(EXERCISE MATERIALS begins)
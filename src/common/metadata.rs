use std::fmt::{Display, Error, Formatter};
use std::ops::{Deref, Not};

use super::codec::Mode;
use super::error::{QRError, QRResult};

// Version
//------------------------------------------------------------------------------

#[derive(Debug, PartialEq, Eq, Copy, Clone, PartialOrd, Ord, Hash)]
pub struct Version(usize);

impl Deref for Version {
    type Target = usize;
    fn deref(&self) -> &Self::Target {
        &self.0
    }
}

impl Display for Version {
    fn fmt(&self, f: &mut Formatter) -> Result<(), Error> {
        write!(f, "V{}", self.0)
    }
}

impl Version {
    pub const V1: Self = Self(1);
    pub const V2: Self = Self(2);
    pub const V3: Self = Self(3);
    pub const V4: Self = Self(4);

    pub fn new(v: usize) -> QRResult<Self> {
        match v {
            1..=40 => Ok(Self(v)),
            _ => Err(QRError::InvalidVersion),
        }
    }

    pub const fn width(&self) -> usize {
        self.0 * 4 + 17
    }

    pub const fn mode_bits(&self) -> usize {
        4
    }

    pub fn char_cnt_bits(&self, mode: Mode) -> QRResult<usize> {
        let bits = match (self.0, mode) {
            (_, Mode::Kanji) => return Err(QRError::UnsupportedMode),
            (1..=9, Mode::Numeric) => 10,
            (1..=9, Mode::Alphanumeric) => 9,
            (1..=9, Mode::Byte) => 8,
            (10..=26, Mode::Numeric) => 12,
            (10..=26, Mode::Alphanumeric) => 11,
            (10..=26, Mode::Byte) => 16,
            (_, Mode::Numeric) => 14,
            (_, Mode::Alphanumeric) => 13,
            (_, Mode::Byte) => 16,
        };
        Ok(bits)
    }

    // Alignment pattern centres are only tabulated for the versions the
    // capacity table covers
    pub fn alignment_pattern(&self) -> QRResult<&'static [i16]> {
        ALIGNMENT_PATTERN_POSITIONS.get(self.0 - 1).copied().ok_or(QRError::InvalidVersion)
    }
}


// Error correction level
//------------------------------------------------------------------------------

#[derive(Debug, PartialEq, Eq, Copy, Clone, PartialOrd, Ord, Hash)]
pub enum ECLevel {
    L = 0,
    M = 1,
    Q = 2,
    H = 3,
}

// Color
//------------------------------------------------------------------------------

#[derive(Debug, PartialEq, Eq, Copy, Clone)]
pub enum Color {
    Light,
    Dark,
}

impl Not for Color {
    type Output = Self;
    fn not(self) -> Self::Output {
        match self {
            Self::Light => Self::Dark,
            Self::Dark => Self::Light,
        }
    }
}

impl From<bool> for Color {
    fn from(dark: bool) -> Self {
        if dark {
            Self::Dark
        } else {
            Self::Light
        }
    }
}

impl Color {
    pub fn select<T>(&self, dark: T, light: T) -> T {
        match self {
            Self::Dark => dark,
            Self::Light => light,
        }
    }
}

// Global constants
//------------------------------------------------------------------------------

static ALIGNMENT_PATTERN_POSITIONS: [&[i16]; 4] = [&[], &[6, 18], &[6, 22], &[6, 26]];
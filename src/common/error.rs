use std::fmt::{Display, Error, Formatter};

// Error kind
//------------------------------------------------------------------------------

#[derive(Debug, PartialEq, Eq, Copy, Clone)]
pub enum ErrorKind {
    InvalidArgument,
    NotImplemented,
    OutOfRange,
    NotFound,
}

// Error
//------------------------------------------------------------------------------

#[derive(Debug, PartialEq, Eq, Copy, Clone)]
pub enum QRError {
    // Encoder
    UnsupportedMode,
    KanjiNotSupported,
    DataTooLong,
    InvalidVersion,
    UnalignedCodewords,

    // Tables
    CapacityNotFound,
    MissingLogEntry,
}

impl QRError {
    pub fn kind(&self) -> ErrorKind {
        match *self {
            Self::UnsupportedMode | Self::InvalidVersion | Self::UnalignedCodewords => {
                ErrorKind::InvalidArgument
            }
            Self::KanjiNotSupported | Self::MissingLogEntry => ErrorKind::NotImplemented,
            Self::DataTooLong => ErrorKind::OutOfRange,
            Self::CapacityNotFound => ErrorKind::NotFound,
        }
    }
}

impl Display for QRError {
    fn fmt(&self, f: &mut Formatter) -> Result<(), Error> {
        let msg = match *self {
            // Encoder
            Self::UnsupportedMode => "Unsupported encoding mode",
            Self::KanjiNotSupported => "Kanji mode is not implemented",
            Self::DataTooLong => "Data too long for every supported version",
            Self::InvalidVersion => "Invalid version",
            Self::UnalignedCodewords => "Codeword bits are not byte aligned",

            // Tables
            Self::CapacityNotFound => "No capacity entry for version, ec level and mode",
            Self::MissingLogEntry => "Zero has no discrete log in GF(256)",
        };
        f.write_str(msg)
    }
}

impl std::error::Error for QRError {}

pub type QRResult<T> = Result<T, QRError>;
(EXERCISE MATERIALS ends)
PROBLEM REQUIREMENTS:
Reproduce exactly, and only, the lines from the start of the entries through the one that contains "let bits = match".

TASK ANSWER:
filename src/common/metadata.rs
use std::fmt::{Display, Error, Formatter};
use std::ops::{Deref, Not};

use super::codec::Mode;
use super::error::{QRError, QRResult};

// Version
//------------------------------------------------------------------------------

#[derive(Debug, PartialEq, Eq, Copy, Clone, PartialOrd, Ord, Hash)]
pub struct Version(usize);

impl Deref for Version {
    type Target = usize;
    fn deref(&self) -> &Self::Target {
        &self.0
    }
}

impl Display for Version {
    fn fmt(&self, f: &mut Formatter) -> Result<(), Error> {
        write!(f, "V{}", self.0)
    }
}

impl Version {
    pub const V1: Self = Self(1);
    pub const V2: Self = Self(2);
    pub const V3: Self = Self(3);
    pub const V4: Self = Self(4);

    pub fn new(v: usize) -> QRResult<Self> {
        match v {
            1..=40 => Ok(Self(v)),
            _ => Err(QRError::InvalidVersion),
        }
    }

    pub const fn width(&self) -> usize {
        self.0 * 4 + 17
    }

    pub const fn mode_bits(&self) -> usize {
        4
    }

    pub fn char_cnt_bits(&self, mode: Mode) -> QRResult<usize> {
        let bits = match (self.0, mode) {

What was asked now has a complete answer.